In our study, we decided to examine the reactivity of nasal mucosa to the cow’s milk allergens in a nasal allergen provocation test in healthy volunteers using the non-purified product as commonly used in the food industry. Positive, non-immune responses were observed in the subjects. Probably, the responses consisted of mediator-type reactions involving the responses from the sympathetic system, the parasympathetic system, and the receptors present in the nasal mucosa [20, 21]. This reaction was probably due to the effects of substances contained in drinking milk such as fats and carbohydrates.
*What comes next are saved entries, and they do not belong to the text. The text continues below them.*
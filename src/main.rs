//! Alfred CLI entry point

use alfred::cli::{confirm, Args, Commands, ConfigCommand, MemoryCommand, PluginCommand, TaskArgs};
use alfred::config::{display_value, ApiKeys, ConfigStore};
use alfred::{logging, TaskOrchestrator, TaskRequest};
use anyhow::{bail, Context, Result};
use clap::Parser;
use colored::Colorize;
use indicatif::{ProgressBar, ProgressStyle};
use std::time::Duration;
use tracing::warn;

#[tokio::main]
async fn main() {
    let args = Args::parse();
    if let Err(e) = run(args).await {
        eprintln!("{} {:#}", "✗".red(), e);
        std::process::exit(1);
    }
}

async fn run(args: Args) -> Result<()> {
    load_env_files();

    let mut store = ConfigStore::load(args.config.clone()).context("Failed to load configuration")?;
    let config = store.config().clone();
    let level = args
        .log_level_override()
        .unwrap_or(config.logging.level.as_str());
    logging::init(level, config.log_file().as_deref()).context("Failed to initialise logging")?;
    if let Some(reason) = store.fallback_reason() {
        warn!(path = %store.path().display(), "Ignoring configuration file: {}", reason);
        eprintln!(
            "{} {} ({}); using defaults. Fix it with `alfred config set` or `alfred config reset`.",
            "!".yellow(),
            reason,
            store.path().display()
        );
    }

    if let Commands::Config(cmd) = &args.command {
        return run_config(&mut store, cmd, args.yes);
    }

    let keys = ApiKeys::from_env();
    let mut orchestrator = TaskOrchestrator::new(&config, &keys, Default::default())
        .await
        .context("Failed to initialize Alfred")?;

    match &args.command {
        Commands::Task(task) => run_task(&mut orchestrator, task, args.verbose).await,
        Commands::Memory(cmd) => run_memory(&orchestrator, cmd, args.yes).await,
        Commands::Plugin(cmd) => run_plugin(&mut orchestrator, cmd),
        Commands::Status => {
            println!("{}", "Alfred System Status".green().bold());
            println!("{}", orchestrator.get_status().await);
            print_model_info(&orchestrator);
            Ok(())
        }
        Commands::Config(_) => Ok(()),
    }
}

fn print_model_info(orchestrator: &TaskOrchestrator) {
    let models = orchestrator.router().get_model_info();
    if models.is_empty() {
        return;
    }
    println!("\n{}", "Models".bold());
    for model in models {
        let preferred: Vec<&str> = model.preferred_for.iter().map(|t| t.as_str()).collect();
        if preferred.is_empty() {
            println!("{} {}", "✓".green(), model.name);
        } else {
            println!("{} {} (preferred for {})", "✓".green(), model.name, preferred.join(", "));
        }
    }
}

/// `.env` in the working directory, then `~/.alfred/.env`; existing vars win
fn load_env_files() {
    let _ = dotenvy::dotenv();
    if let Some(home) = dirs::home_dir() {
        let _ = dotenvy::from_path(home.join(".alfred").join(".env"));
    }
}

async fn run_task(orchestrator: &mut TaskOrchestrator, task: &TaskArgs, verbose: bool) -> Result<()> {
    println!("{}", "Alfred Task Execution".blue().bold());
    println!("{}\n", task.prompt);

    let mut request = TaskRequest::new(task.prompt.clone())
        .with_memory(!task.no_memory)
        .with_plugins(!task.no_plugins)
        .with_verbose(verbose);
    if let Some(model) = &task.model {
        request = request.with_model(model.clone());
    }

    let spinner = ProgressBar::new_spinner();
    spinner.set_style(ProgressStyle::default_spinner().template("{spinner:.cyan} {msg}")?);
    spinner.set_message("Working...");
    spinner.enable_steady_tick(Duration::from_millis(100));

    let outcome = orchestrator.execute_task(request).await;
    spinner.finish_and_clear();

    if verbose {
        if let Some(task) = orchestrator.completed_tasks().back() {
            println!("{} {} [{}]", "Task".dimmed(), task.task_id, task.state.display_name());
        }
    }

    match outcome {
        Ok(result) => {
            println!("{} {}", "✓".green(), "Task completed successfully".bold());
            println!("\n{}", result);
            Ok(())
        }
        Err(e) => bail!("Task failed: {}", e),
    }
}

async fn run_memory(orchestrator: &TaskOrchestrator, cmd: &MemoryCommand, yes: bool) -> Result<()> {
    match cmd {
        MemoryCommand::Search { query, limit } => {
            println!("{}", "Memory Search Results".bold());
            println!("Query: {}\n", query);
            let results = orchestrator.memory_search(query, *limit).await;
            if results.is_empty() {
                println!("No matching memories.");
            }
            for (i, result) in results.iter().enumerate() {
                println!("{}. {}", i + 1, result);
            }
        }
        MemoryCommand::List { limit } => {
            println!("{}", "Recent Memories".bold());
            for memory in orchestrator.list_memories(*limit).await {
                println!("• {}", memory);
            }
        }
        MemoryCommand::Clear => {
            if yes || confirm("Are you sure you want to clear all memory?")? {
                if !orchestrator.clear_memory().await {
                    bail!("Failed to clear memory");
                }
                println!("{} Memory cleared", "✓".green());
            }
        }
        MemoryCommand::Inspect => {
            let stats = orchestrator.memory_stats().await;
            println!("{}", "Memory Statistics".bold());
            println!("Backend: {}", stats.backend);
            println!("Total memories: {}", stats.total);
            println!("Queries this session: {}", stats.queries);
            println!("Healthy: {}", if stats.healthy { "yes".green() } else { "no".red() });
        }
        MemoryCommand::Export { path } => {
            let count = orchestrator
                .export_memory(path)
                .await
                .with_context(|| format!("Failed to export memory to {}", path.display()))?;
            println!("{} Exported {} memories to {}", "✓".green(), count, path.display());
        }
        MemoryCommand::Import { path } => {
            let count = orchestrator
                .import_memory(path)
                .await
                .with_context(|| format!("Failed to import memory from {}", path.display()))?;
            println!("{} Imported {} memories from {}", "✓".green(), count, path.display());
        }
    }
    Ok(())
}

fn run_plugin(orchestrator: &mut TaskOrchestrator, cmd: &PluginCommand) -> Result<()> {
    match cmd {
        PluginCommand::List => {
            println!("{}", "Available Plugins".bold());
            let plugins = orchestrator.list_plugins();
            if plugins.is_empty() {
                println!("No plugins installed. Try `alfred plugin sample`.");
            }
            for (name, enabled) in plugins {
                if enabled {
                    println!("{} {}", "✓".green(), name);
                } else {
                    println!("{} {}", "✗".red(), name);
                }
            }
        }
        PluginCommand::Enable { name } | PluginCommand::Disable { name } => {
            let enable = matches!(cmd, PluginCommand::Enable { .. });
            let action = if enable { "enable" } else { "disable" };
            if !orchestrator.toggle_plugin(name, enable) {
                bail!("Failed to {} plugin {}", action, name);
            }
            println!("{} Plugin {} {}d", "✓".green(), name, action);
        }
        PluginCommand::Install { path } => {
            if !orchestrator.install_plugin(path) {
                bail!("Failed to install plugin from {}", path.display());
            }
            println!("{} Plugin installed from {}", "✓".green(), path.display());
        }
        PluginCommand::Sample => {
            let count = orchestrator.create_sample_plugins()?;
            println!("{} Created {} sample plugin(s)", "✓".green(), count);
        }
    }
    Ok(())
}

fn run_config(store: &mut ConfigStore, cmd: &ConfigCommand, yes: bool) -> Result<()> {
    match cmd {
        ConfigCommand::Show { key: Some(key) } => match store.get(key) {
            Some(value) => println!("{}: {}", key, display_value(&value)),
            None => bail!("Unknown configuration key: {}", key),
        },
        ConfigCommand::Show { key: None } => {
            println!("{}", "Alfred Configuration".bold());
            println!("File: {}\n", store.path().display());
            for (key, value) in store.items() {
                println!("{}: {}", key, value);
            }
        }
        ConfigCommand::Set { key, value } => {
            store.set(key, value)?;
            println!("{} Set {} = {}", "✓".green(), key, value);
        }
        ConfigCommand::Reset => {
            if yes || confirm("Are you sure you want to reset configuration?")? {
                store.reset()?;
                println!("{} Configuration reset", "✓".green());
            }
        }
    }
    Ok(())
}
//! CLI module for Alfred
//!
//! Argument parsing and interactive confirmation.

pub mod args;
pub mod prompt;

pub use args::{Args, Commands, ConfigCommand, MemoryCommand, PluginCommand, TaskArgs};
pub use prompt::confirm;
In its character, the course of the nasal allergen provocation test was similar to that of the non-specific provocation test using cold air, histamine, or methacholine [22]. Therefore, appropriate preparation of the allergen material for nasal allergen provocation tests seems to be of key importance, with the allergen being adequately purified and standardized to eliminate the potential false positive results.
Conclusions
When used in the nasal allergen provocation test, a product of widespread use in the food industry (powdered cow’s milk) is associated with the risk of non-specific false positive responses thus supporting the need for further research into the standardization of this test method. In this respect, appropriate preparation, purification (establishment of a methodology to prepare the allergen by laboratory methods) and accurate dosage of food allergens for the purpose of nasal allergen provocation tests appear to be the key issues.